Ah se o tempo não passar II

Lito acompanhou o avô até a cozinha, sentou-se à mesa junto de Seu Lelo e Dona Ceição enquanto ainda pensava na conversa com o velho. Tinha tanta informação na cabeça que nem atinou para a avó entregando-lhe um pedaço de bolo.

- Lito, acorda, filho... – Dona Ceição chamava atenção para o que fazia a mesa e sorria ao falar – Prest’enção, Lito. Está com o pensamento mais fraco do que eu que sou jovem a mais tempo que você.

- Ah vó, deixa de bobeira.... Estou mais esperto que a senhora e o vô. – E riu. Observou que Lelo se mantinha concentrado no lanche.

- Que foi, Lelo, que te deixou mais quieto que coruja de dia?

- Ué, não foi nada, oras... Mania de achar que sempre tenho problema, Ceição. – Respondeu Lelo com um olhar sério. – Eu não sou mais criança!

- Ára!? Isso eu sei. Todos sabemos. – Dona Ceição logo retrucou rindo as resmungações do marido. Nem ele próprio, atingido pelo sarcasmo da esposa, conteve o riso.

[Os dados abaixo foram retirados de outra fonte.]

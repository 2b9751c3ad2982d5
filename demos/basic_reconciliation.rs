//! Basic bank feed reconciliation example

use chrono::NaiveDate;
use reconciliation_core::utils::MemoryStorage;
use reconciliation_core::{
    Account, BankFeedTransaction, LedgerEntity, ReconciliationEngine, TenantContext, Transaction,
};
use uuid::Uuid;

#[tokio::main]
async fn main() -> Result<(), Box<dyn std::error::Error>> {
    println!("🏦 Reconciliation Core - Basic Example\n");

    // Create an engine backed by in-memory storage
    let storage = MemoryStorage::new();
    let engine = ReconciliationEngine::new(storage.clone());

    // 1. Seed a tenant with one business account
    println!("🏢 Setting up tenant and account...");
    let ctx = TenantContext::new(Uuid::new_v4(), Uuid::new_v4());
    let entity = LedgerEntity::new(ctx.tenant_id, "Acme Pty Ltd".to_string());
    let account = Account::new(entity.id, "Business Checking".to_string(), "USD".to_string());
    storage.insert_entity(entity);
    storage.insert_account(account.clone());
    println!("  ✓ Created account: {}\n", account.name);

    // 2. Import bank feed transactions and record ledger transactions
    println!("📥 Importing bank feed transactions...\n");

    let coffee_feed = BankFeedTransaction::new(
        account.id,
        "bank-txn-001".to_string(),
        NaiveDate::from_ymd_opt(2024, 1, 15).unwrap(),
        "STARBUCKS #1234".to_string(),
        -550,
        "USD".to_string(),
    );
    storage.insert_bank_feed_transaction(coffee_feed.clone());
    println!("  ✓ Imported: STARBUCKS #1234, -$5.50");

    let rent_feed = BankFeedTransaction::new(
        account.id,
        "bank-txn-002".to_string(),
        NaiveDate::from_ymd_opt(2024, 1, 1).unwrap(),
        "TRANSFER TO LANDLORD CO".to_string(),
        -120_000,
        "USD".to_string(),
    );
    storage.insert_bank_feed_transaction(rent_feed.clone());
    println!("  ✓ Imported: TRANSFER TO LANDLORD CO, -$1,200.00");

    let coffee_ledger = Transaction::new(
        account.id,
        NaiveDate::from_ymd_opt(2024, 1, 15).unwrap(),
        "Starbucks 1234 coffee".to_string(),
        -550,
        "USD".to_string(),
    );
    storage.insert_transaction(coffee_ledger.clone());

    let rent_ledger = Transaction::new(
        account.id,
        NaiveDate::from_ymd_opt(2024, 1, 2).unwrap(),
        "January office rent".to_string(),
        -120_000,
        "USD".to_string(),
    );
    storage.insert_transaction(rent_ledger.clone());
    println!("  ✓ Recorded 2 ledger transactions\n");

    // 3. Ask for suggestions on the coffee purchase
    println!("🔍 Suggesting matches for STARBUCKS #1234...");
    let suggestions = engine.suggest_matches(&ctx, coffee_feed.id, None).await?;
    for suggestion in &suggestions {
        println!(
            "  {} ({:.2}) — {}",
            suggestion.transaction.description,
            suggestion.confidence,
            suggestion.reasons.join(", ")
        );
    }
    println!();

    // 4. Confirm the top suggestion
    println!("🔗 Confirming the top suggestion...");
    let top = &suggestions[0];
    let view = engine.create_match(&ctx, coffee_feed.id, top.transaction_id).await?;
    println!(
        "  ✓ Matched {} → {} (status now {:?})\n",
        view.bank_feed_transaction.description,
        view.transaction.description,
        view.bank_feed_transaction.status
    );

    // Match the rent transfer manually
    let view = engine.create_match(&ctx, rent_feed.id, rent_ledger.id).await?;
    println!(
        "  ✓ Matched {} → {}\n",
        view.bank_feed_transaction.description, view.transaction.description
    );

    // 5. Check reconciliation status
    println!("📊 Reconciliation status:");
    let status = engine.reconciliation_status(&ctx, account.id).await?;
    println!("  Bank feed transactions: {}", status.total_bank_feed);
    println!("  Matched:                {}", status.matched);
    println!("  Unmatched:              {}", status.unmatched);
    println!("  Reconciled:             {}%\n", status.reconciliation_percent);

    // 6. Undo one match and look again
    println!("↩️  Unmatching the rent transfer...");
    engine.unmatch(&ctx, view.record.id).await?;
    let status = engine.reconciliation_status(&ctx, account.id).await?;
    println!("  Reconciled after unmatch: {}%", status.reconciliation_percent);

    println!("\n🎉 Example completed successfully!");
    Ok(())
}
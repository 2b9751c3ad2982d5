//! In-memory storage implementation for testing

use std::collections::HashMap;
use std::sync::{Arc, RwLock};

use async_trait::async_trait;
use chrono::NaiveDate;
use uuid::Uuid;

use crate::traits::ReconciliationStore;
use crate::types::*;

#[derive(Debug, Default)]
struct State {
    entities: HashMap<Uuid, LedgerEntity>,
    accounts: HashMap<Uuid, Account>,
    transactions: HashMap<Uuid, Transaction>,
    bank_feed_transactions: HashMap<Uuid, BankFeedTransaction>,
    matches: HashMap<Uuid, TransactionMatch>,
    audit_log: Vec<AuditRecord>,
}

impl State {
    /// Resolve an account to its tenant through the owning entity
    fn account_in_tenant(&self, account_id: Uuid, tenant_id: Uuid) -> Option<&Account> {
        let account = self.accounts.get(&account_id)?;
        if account.deleted_at.is_some() {
            return None;
        }
        let entity = self.entities.get(&account.entity_id)?;
        (entity.tenant_id == tenant_id).then_some(account)
    }

    fn transaction_in_tenant(&self, transaction_id: Uuid, tenant_id: Uuid) -> Option<&Transaction> {
        let transaction = self.transactions.get(&transaction_id)?;
        if transaction.deleted_at.is_some() {
            return None;
        }
        self.account_in_tenant(transaction.account_id, tenant_id)?;
        Some(transaction)
    }

    fn bank_feed_in_tenant(
        &self,
        bank_feed_transaction_id: Uuid,
        tenant_id: Uuid,
    ) -> Option<&BankFeedTransaction> {
        let transaction = self.bank_feed_transactions.get(&bank_feed_transaction_id)?;
        if transaction.deleted_at.is_some() {
            return None;
        }
        self.account_in_tenant(transaction.account_id, tenant_id)?;
        Some(transaction)
    }

    /// Matches resolve tenancy through their bank feed transaction
    fn match_in_tenant(&self, match_id: Uuid, tenant_id: Uuid) -> Option<&TransactionMatch> {
        let record = self.matches.get(&match_id)?;
        self.bank_feed_in_tenant(record.bank_feed_transaction_id, tenant_id)?;
        Some(record)
    }

    fn has_matched_record_for_bank_feed(&self, bank_feed_transaction_id: Uuid) -> bool {
        self.matches.values().any(|m| {
            m.bank_feed_transaction_id == bank_feed_transaction_id
                && m.status == MatchStatus::Matched
        })
    }

    fn has_matched_record_for_transaction(&self, transaction_id: Uuid) -> bool {
        self.matches
            .values()
            .any(|m| m.transaction_id == transaction_id && m.status == MatchStatus::Matched)
    }
}

/// In-memory storage implementation for testing and development
///
/// A single lock guards the whole state, so the composite write operations
/// hold it for their full extent and are genuinely all-or-nothing, the same
/// contract a SQL backend provides with a transaction.
#[derive(Debug, Clone, Default)]
pub struct MemoryStorage {
    state: Arc<RwLock<State>>,
}

impl MemoryStorage {
    /// Create a new memory storage instance
    pub fn new() -> Self {
        Self::default()
    }

    /// Clear all data (useful for testing)
    pub fn clear(&self) {
        *self.state.write().unwrap() = State::default();
    }

    /// Seed an entity
    pub fn insert_entity(&self, entity: LedgerEntity) {
        self.state.write().unwrap().entities.insert(entity.id, entity);
    }

    /// Seed an account
    pub fn insert_account(&self, account: Account) {
        self.state.write().unwrap().accounts.insert(account.id, account);
    }

    /// Seed a ledger transaction
    pub fn insert_transaction(&self, transaction: Transaction) {
        self.state
            .write()
            .unwrap()
            .transactions
            .insert(transaction.id, transaction);
    }

    /// Seed a bank feed transaction
    pub fn insert_bank_feed_transaction(&self, transaction: BankFeedTransaction) {
        self.state
            .write()
            .unwrap()
            .bank_feed_transactions
            .insert(transaction.id, transaction);
    }

    /// Seed a match record directly, bypassing the engine
    pub fn insert_match(&self, record: TransactionMatch) {
        self.state.write().unwrap().matches.insert(record.id, record);
    }

    /// Snapshot of the audit log, oldest first
    pub fn audit_records(&self) -> Vec<AuditRecord> {
        self.state.read().unwrap().audit_log.clone()
    }
}

#[async_trait]
impl ReconciliationStore for MemoryStorage {
    async fn get_account(
        &self,
        tenant_id: Uuid,
        account_id: Uuid,
    ) -> ReconcileResult<Option<Account>> {
        let state = self.state.read().unwrap();
        Ok(state.account_in_tenant(account_id, tenant_id).cloned())
    }

    async fn get_transaction(
        &self,
        tenant_id: Uuid,
        transaction_id: Uuid,
    ) -> ReconcileResult<Option<Transaction>> {
        let state = self.state.read().unwrap();
        Ok(state.transaction_in_tenant(transaction_id, tenant_id).cloned())
    }

    async fn get_bank_feed_transaction(
        &self,
        tenant_id: Uuid,
        bank_feed_transaction_id: Uuid,
    ) -> ReconcileResult<Option<BankFeedTransaction>> {
        let state = self.state.read().unwrap();
        Ok(state
            .bank_feed_in_tenant(bank_feed_transaction_id, tenant_id)
            .cloned())
    }

    async fn get_match(
        &self,
        tenant_id: Uuid,
        match_id: Uuid,
    ) -> ReconcileResult<Option<TransactionMatch>> {
        let state = self.state.read().unwrap();
        Ok(state.match_in_tenant(match_id, tenant_id).cloned())
    }

    async fn get_match_for_bank_feed_transaction(
        &self,
        tenant_id: Uuid,
        bank_feed_transaction_id: Uuid,
        status: MatchStatus,
    ) -> ReconcileResult<Option<TransactionMatch>> {
        let state = self.state.read().unwrap();
        if state
            .bank_feed_in_tenant(bank_feed_transaction_id, tenant_id)
            .is_none()
        {
            return Ok(None);
        }
        Ok(state
            .matches
            .values()
            .find(|m| {
                m.bank_feed_transaction_id == bank_feed_transaction_id && m.status == status
            })
            .cloned())
    }

    async fn get_match_for_transaction(
        &self,
        tenant_id: Uuid,
        transaction_id: Uuid,
        status: MatchStatus,
    ) -> ReconcileResult<Option<TransactionMatch>> {
        let state = self.state.read().unwrap();
        if state.transaction_in_tenant(transaction_id, tenant_id).is_none() {
            return Ok(None);
        }
        Ok(state
            .matches
            .values()
            .find(|m| m.transaction_id == transaction_id && m.status == status)
            .cloned())
    }

    async fn list_candidate_transactions(
        &self,
        tenant_id: Uuid,
        account_id: Uuid,
        from: NaiveDate,
        to: NaiveDate,
    ) -> ReconcileResult<Vec<Transaction>> {
        let state = self.state.read().unwrap();
        if state.account_in_tenant(account_id, tenant_id).is_none() {
            return Ok(Vec::new());
        }
        let mut candidates: Vec<Transaction> = state
            .transactions
            .values()
            .filter(|t| {
                t.account_id == account_id
                    && t.deleted_at.is_none()
                    && t.date >= from
                    && t.date <= to
            })
            .cloned()
            .collect();
        candidates.sort_by(|a, b| (a.date, a.created_at).cmp(&(b.date, b.created_at)));
        Ok(candidates)
    }

    async fn list_matched_transaction_ids(&self, tenant_id: Uuid) -> ReconcileResult<Vec<Uuid>> {
        let state = self.state.read().unwrap();
        Ok(state
            .matches
            .values()
            .filter(|m| {
                m.status == MatchStatus::Matched
                    && state
                        .bank_feed_in_tenant(m.bank_feed_transaction_id, tenant_id)
                        .is_some()
            })
            .map(|m| m.transaction_id)
            .collect())
    }

    async fn count_bank_feed_transactions(
        &self,
        tenant_id: Uuid,
        account_id: Uuid,
        status: Option<BankFeedStatus>,
    ) -> ReconcileResult<u64> {
        let state = self.state.read().unwrap();
        if state.account_in_tenant(account_id, tenant_id).is_none() {
            return Ok(0);
        }
        Ok(state
            .bank_feed_transactions
            .values()
            .filter(|t| {
                t.account_id == account_id
                    && t.deleted_at.is_none()
                    && status.is_none_or(|s| t.status == s)
            })
            .count() as u64)
    }

    async fn count_suggested_matches(
        &self,
        tenant_id: Uuid,
        account_id: Uuid,
    ) -> ReconcileResult<u64> {
        let state = self.state.read().unwrap();
        if state.account_in_tenant(account_id, tenant_id).is_none() {
            return Ok(0);
        }
        Ok(state
            .matches
            .values()
            .filter(|m| {
                m.status == MatchStatus::Suggested
                    && state
                        .bank_feed_transactions
                        .get(&m.bank_feed_transaction_id)
                        .is_some_and(|t| t.account_id == account_id && t.deleted_at.is_none())
            })
            .count() as u64)
    }

    async fn create_match(
        &self,
        tenant_id: Uuid,
        record: &TransactionMatch,
        audit: &AuditRecord,
    ) -> ReconcileResult<()> {
        let mut state = self.state.write().unwrap();

        let bank_feed = state
            .bank_feed_in_tenant(record.bank_feed_transaction_id, tenant_id)
            .cloned()
            .ok_or_else(|| {
                ReconcileError::NotFound("Bank feed transaction not found".to_string())
            })?;
        if state
            .transaction_in_tenant(record.transaction_id, tenant_id)
            .is_none()
        {
            return Err(ReconcileError::NotFound("Transaction not found".to_string()));
        }

        // Uniqueness is enforced under the write lock, closing the
        // read-then-write race between concurrent callers
        if state.has_matched_record_for_bank_feed(record.bank_feed_transaction_id) {
            return Err(ReconcileError::Conflict(
                "Bank feed transaction is already matched".to_string(),
            ));
        }
        if state.has_matched_record_for_transaction(record.transaction_id) {
            return Err(ReconcileError::Conflict(
                "Transaction is already matched".to_string(),
            ));
        }

        let mut posted = bank_feed;
        posted.status = BankFeedStatus::Posted;
        posted.updated_at = chrono::Utc::now().naive_utc();

        state.matches.insert(record.id, record.clone());
        state.bank_feed_transactions.insert(posted.id, posted);
        state.audit_log.push(audit.clone());
        Ok(())
    }

    async fn delete_match(
        &self,
        tenant_id: Uuid,
        match_id: Uuid,
        audit: &AuditRecord,
    ) -> ReconcileResult<()> {
        let mut state = self.state.write().unwrap();

        let record = state
            .match_in_tenant(match_id, tenant_id)
            .cloned()
            .ok_or_else(|| ReconcileError::NotFound("Match not found".to_string()))?;

        let mut pending = state
            .bank_feed_transactions
            .get(&record.bank_feed_transaction_id)
            .cloned()
            .ok_or_else(|| {
                ReconcileError::NotFound("Bank feed transaction not found".to_string())
            })?;
        pending.status = BankFeedStatus::Pending;
        pending.updated_at = chrono::Utc::now().naive_utc();

        state.matches.remove(&match_id);
        state.bank_feed_transactions.insert(pending.id, pending);
        state.audit_log.push(audit.clone());
        Ok(())
    }
}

Os três terminaram o lanche aos risos. Dona Ceição foi mais que ligeira lavar a louça enquanto Lito e o avô sentavam-se nos toquinho de madeira.

- Sabe, vô...

- Hmm – Seu Lelo respondeu baixinho já esperando o assunto que Lito trataria.

- Eu não entendi muito bem as coisas que o senhor falou antes. Tipo... – pensou para se explicar melhor – Não entendi o que te chateia. – E aguardou.

O velho pegou o cachimbo e terminou a limpeza com o canivete; pegou um pacote de tabaco do bolso e dali tirou um molho de fumo. Colocou o fumo com cuidado no cachimbo para não fazer sujeiras.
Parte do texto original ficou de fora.